4. The Revenue preferred an appeal before the Tribunal and the Tribunal decided the case on jurisdiction as well as on merits of the case on each and every one of the points raised before the Tribunal. The Tribunal held that the provisions of r. 115 of the Rules are not applicable to the facts of the case. The Tribunal also held that the provisions of s. 147 of the Act would not apply to a summary assessment made under section 172 of the Act and further the reassessment made was barred by time-limit prescribed under sub-section (3) of s. 149 of the Act. The Tribunal also held that the assessee was not treated as an agent after complying with the statutory formalities prescribed under section 163 of the Act and the report of the audit would not constitute information for the purpose of reopening the assessment under section 147(b) of the Act. The Revenue has come before us challenging the findings of the Tribunal on each and every one of the points went against it and the Tribunal has stated a case and referred the following give questions of law for our opinion :

"1.Whether, on the facts and in the circumstances of the case, the Tribunal was right in cancelling the reassessment made under section 147(b) in the assessee's case for the assessment year 1974-75 ?
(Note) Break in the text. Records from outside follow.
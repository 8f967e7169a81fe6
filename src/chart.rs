// Chart rendering for a month-indexed pivot (PNG via the plotters bitmap backend)

use crate::error::{Error, Result};
use crate::report::Pivot;
use plotters::prelude::*;
use std::fmt;
use std::io;
use std::path::Path;
use std::str::FromStr;

const CHART_SIZE: (u32, u32) = (1200, 600);

#[derive(Debug, Clone, Copy, PartialEq, Eq, Default)]
pub enum ChartKind {
    /// Grouped bars, one per column within each month
    #[default]
    Bar,
    /// One line per column across months
    Line,
}

impl ChartKind {
    pub fn as_str(&self) -> &'static str {
        match self {
            ChartKind::Bar => "bar",
            ChartKind::Line => "line",
        }
    }
}

impl fmt::Display for ChartKind {
    fn fmt(&self, f: &mut fmt::Formatter<'_>) -> fmt::Result {
        f.write_str(self.as_str())
    }
}

impl FromStr for ChartKind {
    type Err = Error;

    fn from_str(s: &str) -> Result<Self> {
        match s {
            "bar" => Ok(ChartKind::Bar),
            "line" => Ok(ChartKind::Line),
            other => Err(Error::Chart(format!("unsupported chart kind '{}'", other))),
        }
    }
}

fn chart_error(err: impl fmt::Display) -> Error {
    Error::Chart(err.to_string())
}

/// y-axis bounds that always include zero and never collapse to a point
fn value_range(pivot: &Pivot) -> (f64, f64) {
    let (mut low, mut high) = (0.0_f64, 0.0_f64);
    for value in pivot.values.iter().flatten() {
        low = low.min(*value);
        high = high.max(*value);
    }
    if high - low < f64::EPSILON {
        high = low + 1.0;
    }
    let pad = (high - low) * 0.05;
    (if low < 0.0 { low - pad } else { low }, high + pad)
}

/// Draw `pivot` and write it as a PNG at `path`.
///
/// The parent directory must already exist; a missing one is an I/O error.
pub fn render_pivot(pivot: &Pivot, kind: ChartKind, path: &Path, title: &str) -> Result<()> {
    if let Some(parent) = path.parent() {
        if !parent.as_os_str().is_empty() && !parent.is_dir() {
            return Err(Error::Io(io::Error::new(
                io::ErrorKind::NotFound,
                format!("chart directory '{}' does not exist", parent.display()),
            )));
        }
    }

    let root = BitMapBackend::new(path, CHART_SIZE).into_drawing_area();
    root.fill(&WHITE).map_err(chart_error)?;

    let month_count = pivot.months.len().max(1);
    let (y_low, y_high) = value_range(pivot);

    let mut chart = ChartBuilder::on(&root)
        .caption(title, ("sans-serif", 30).into_font())
        .margin(20)
        .x_label_area_size(40)
        .y_label_area_size(70)
        .build_cartesian_2d(0f64..month_count as f64, y_low..y_high)
        .map_err(chart_error)?;

    let month_labels: Vec<String> = pivot.months.iter().map(|m| m.to_string()).collect();
    let x_formatter = |x: &f64| {
        if *x < 0.0 {
            return String::new();
        }
        month_labels.get(x.floor() as usize).cloned().unwrap_or_default()
    };

    chart
        .configure_mesh()
        .disable_x_mesh()
        .x_labels(month_count)
        .x_label_formatter(&x_formatter)
        .x_desc("Month")
        .y_desc("Amount")
        .draw()
        .map_err(chart_error)?;

    let column_count = pivot.columns.len().max(1);
    let bar_width = 0.8 / column_count as f64;

    for (col, label) in pivot.column_labels().into_iter().enumerate() {
        let color = Palette99::pick(col).to_rgba();

        let series = match kind {
            ChartKind::Bar => chart
                .draw_series(pivot.values.iter().enumerate().map(|(month, row)| {
                    let x0 = month as f64 + 0.1 + col as f64 * bar_width;
                    Rectangle::new([(x0, 0.0), (x0 + bar_width, row[col])], color.filled())
                }))
                .map_err(chart_error)?,
            ChartKind::Line => chart
                .draw_series(LineSeries::new(
                    pivot
                        .values
                        .iter()
                        .enumerate()
                        .map(|(month, row)| (month as f64 + 0.5, row[col])),
                    color.stroke_width(2),
                ))
                .map_err(chart_error)?,
        };

        series
            .label(label)
            .legend(move |(x, y)| Rectangle::new([(x, y - 5), (x + 10, y + 5)], color.filled()));
    }

    chart
        .configure_series_labels()
        .background_style(&WHITE.mix(0.8))
        .border_style(&BLACK)
        .draw()
        .map_err(chart_error)?;

    root.present().map_err(chart_error)?;
    Ok(())
}

#[cfg(test)]
mod tests {
    use super::*;
    use crate::report::YearMonth;

    fn sample_pivot() -> Pivot {
        Pivot {
            group_by: "category".to_string(),
            months: vec![YearMonth::new(2024, 1), YearMonth::new(2024, 2)],
            columns: vec![Some("Food".to_string()), None],
            values: vec![vec![150.0, 10.0], vec![30.0, 0.0]],
        }
    }

    #[test]
    fn test_chart_kind_parsing() {
        assert_eq!("bar".parse::<ChartKind>().unwrap(), ChartKind::Bar);
        assert_eq!("line".parse::<ChartKind>().unwrap(), ChartKind::Line);
        assert!("pie".parse::<ChartKind>().is_err());
        assert_eq!(ChartKind::default(), ChartKind::Bar);
    }

    #[test]
    fn test_value_range_includes_zero() {
        let (low, high) = value_range(&sample_pivot());
        assert_eq!(low, 0.0);
        assert!(high > 150.0);

        let mut negative = sample_pivot();
        negative.values[1][0] = -40.0;
        let (low, _) = value_range(&negative);
        assert!(low < -40.0);
    }

    #[test]
    fn test_value_range_of_empty_pivot() {
        let empty = Pivot {
            group_by: "category".to_string(),
            months: vec![],
            columns: vec![],
            values: vec![],
        };
        let (low, high) = value_range(&empty);
        assert!(high > low);
    }

    #[test]
    fn test_render_bar_and_line_charts() {
        let dir = tempfile::tempdir().unwrap();

        for kind in [ChartKind::Bar, ChartKind::Line] {
            let path = dir.path().join(format!("{}.png", kind));
            render_pivot(&sample_pivot(), kind, &path, "Monthly Spending").unwrap();

            let bytes = std::fs::read(&path).unwrap();
            assert!(bytes.starts_with(&[0x89, b'P', b'N', b'G']));
        }
    }

    #[test]
    fn test_missing_directory_is_io_error() {
        let dir = tempfile::tempdir().unwrap();
        let path = dir.path().join("Images").join("chart.png");

        let err = render_pivot(&sample_pivot(), ChartKind::Bar, &path, "x").unwrap_err();

        assert!(matches!(err, Error::Io(_)), "got {:?}", err);
        assert!(!path.exists());
    }
}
2. Whether, on the facts and in the circumstances of the case, the Tribunal's view that r. 115 of the IT Rules, 1962, would not apply to the assessee's case as the assessee has not expressed the income in foreign currency is sustainable in law ?
3. Whether, on the facts and in the circumstances of the case, the Tribunal was right in holding that a notice under section 163 should have been issued to the assessee for treating it as an agent of the non-resident owner under section 163, the first assessment having been made on the assessee representing the master of the ship under section 172(4) of the Act ?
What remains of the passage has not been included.